# WORK TO BE COMPLETED:
Please transcribe the entries below without omitting a single character.

======== GIVEN RECORDS

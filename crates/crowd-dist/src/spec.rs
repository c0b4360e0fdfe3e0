//! Declarative distribution descriptions as they appear in scenario files.

use serde::{Deserialize, Serialize};

/// A distribution over event times, described by name and parameters.
///
/// A `DistributionSpec` is plain data: deserializing one performs no validation, and an
/// out-of-range parameter only surfaces when [`build_sampler`] is called.
///
/// [`build_sampler`]: crate::build_sampler
#[derive(Clone, Debug, PartialEq, Serialize, Deserialize)]
#[serde(tag = "type", rename_all = "snake_case")]
pub enum DistributionSpec {
    /// Events at a fixed period.  Despite the name (kept from the scenario
    /// format), `update_frequency_secs` is the period between events.
    Constant { update_frequency_secs: f64 },

    /// The gap to the next event is a binomial draw `B(trials, probability)`
    /// interpreted as whole seconds.
    Binomial { trials: u64, probability: f64 },

    /// Poisson process with the given rate: gaps are exponentially
    /// distributed with mean `1 / events_per_second`.
    Poisson { events_per_second: f64 },

    /// A single event at an absolute time.
    SingleSpawn { spawn_time_secs: f64 },
}

impl DistributionSpec {
    /// Stable name of the variant, for error messages and logs.
    pub fn kind(&self) -> &'static str {
        match self {
            DistributionSpec::Constant { .. } => "constant",
            DistributionSpec::Binomial { .. } => "binomial",
            DistributionSpec::Poisson { .. } => "poisson",
            DistributionSpec::SingleSpawn { .. } => "single_spawn",
        }
    }
}
//! `crowd-core` — foundational types for the `crowd-sim` pedestrian framework.
//!
//! This crate is a dependency of every other `crowd-*` crate.  It intentionally
//! has no `crowd-*` dependencies and minimal external ones (only `rand` and
//! `thiserror`, plus optional `serde`).
//!
//! # What lives here
//!
//! | Module       | Contents                                        |
//! |--------------|-------------------------------------------------|
//! | [`ids`]      | `AgentId`, `TargetId`, `SourceId`, `AreaId`, …  |
//! | [`geometry`] | `Point2`, `Rect`, `Shape` and planar distances  |
//! | [`time`]     | `SimClock` with explicit step length in seconds |
//! | [`rng`]      | `SimRng` (seeded, with child-stream derivation) |
//! | [`error`]    | `CoreError`, `CoreResult`                       |
//!
//! # Feature flags
//!
//! | Flag    | Effect                                              |
//! |---------|-----------------------------------------------------|
//! | `serde` | Adds `Serialize`/`Deserialize` to the data types.   |
//! |         | Required by `crowd-state` scenario documents.       |

pub mod error;
pub mod geometry;
pub mod ids;
pub mod rng;
pub mod time;

#[cfg(test)]
mod tests;

// ── Re-exports ────────────────────────────────────────────────────────────────

pub use error::{CoreError, CoreResult};
pub use geometry::{Point2, Rect, Shape};
pub use ids::{AgentId, AreaId, GroupId, SourceId, TargetId};
pub use rng::SimRng;
pub use time::SimClock;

================

# TASK RESPONSE:
filename crates/crowd-dist/src/spec.rs
repository c0b4360e0fdfe3e0
//! Declarative distribution descriptions as they appear in scenario files.

use serde::{Deserialize, Serialize};

/// A distribution over event times, described by name and parameters.
///
/// A `DistributionSpec` is plain data: deserializing one performs no validation, and an
/// out-of-range parameter only surfaces when [`build_sampler`] is called.
///
/// [`build_sampler`]: crate::build_sampler
#[derive(Clone, Debug, PartialEq, Serialize, Deserialize)]
#[serde(tag = "type", rename_all = "snake_case")]
pub enum DistributionSpec {
    /// Events at a fixed period.  Despite the name (kept from the scenario
    /// format), `update_frequency_secs` is the period between events.
    Constant { update_frequency_secs: f64 },

    /// The gap to the next event is a binomial draw `B(trials, probability)`
    /// interpreted as whole seconds.
    Binomial { trials: u64, probability: f64 },

    /// Poisson process with the given rate: gaps are exponentially
    /// distributed with mean `1 / events_per_second`.
    Poisson { events_per_second: f64 },

    /// A single event at an absolute time.
    SingleSpawn { spawn_time_secs: f64 },
}

impl DistributionSpec {
    /// Stable name of the variant, for error messages and logs.
    pub fn kind(&self) -> &'static str {
        match self {
            DistributionSpec::Constant { .. } => "constant",
            DistributionSpec::Binomial { .. } => "binomial",
            DistributionSpec::Poisson { .. } => "poisson",
            DistributionSpec::SingleSpawn { .. } => "single_spawn",
        }
    }
}
//! `crowd-core` — foundational types for the `crowd-sim` pedestrian framework.
//!
//! This crate is a dependency of every other `crowd-*` crate.  It intentionally
//! has no `crowd-*` dependencies and minimal external ones (only `rand` and
//! `thiserror`, plus optional `serde`).
//!
//! # What lives here
//!
//! | Module       | Contents                                        |
//! |--------------|-------------------------------------------------|
//! | [`ids`]      | `AgentId`, `TargetId`, `SourceId`, `AreaId`, …  |
//! | [`geometry`] | `Point2`, `Rect`, `Shape` and planar distances  |
//! | [`time`]     | `SimClock` with explicit step length in seconds |
//! | [`rng`]      | `SimRng` (seeded, with child-stream derivation) |
//! | [`error`]    | `CoreError`, `CoreResult`                       |
//!
//! # Feature flags
//!
//! | Flag    | Effect                                              |
//! |---------|-----------------------------------------------------|
//! | `serde` | Adds `Serialize`/`Deserialize` to the data types.   |
//! |         | Required by `crowd-state` scenario documents.       |

pub mod error;
pub mod geometry;
pub mod ids;
pub mod rng;
pub mod time;

#[cfg(test)]
mod tests;

// ── Re-exports ────────────────────────────────────────────────────────────────

pub use error::{CoreError, CoreResult};
pub use geometry::{Point2, Rect, Shape};
pub use ids::{AgentId, AreaId, GroupId, SourceId, TargetId};
pub use rng::SimRng;
pub use time::SimClock;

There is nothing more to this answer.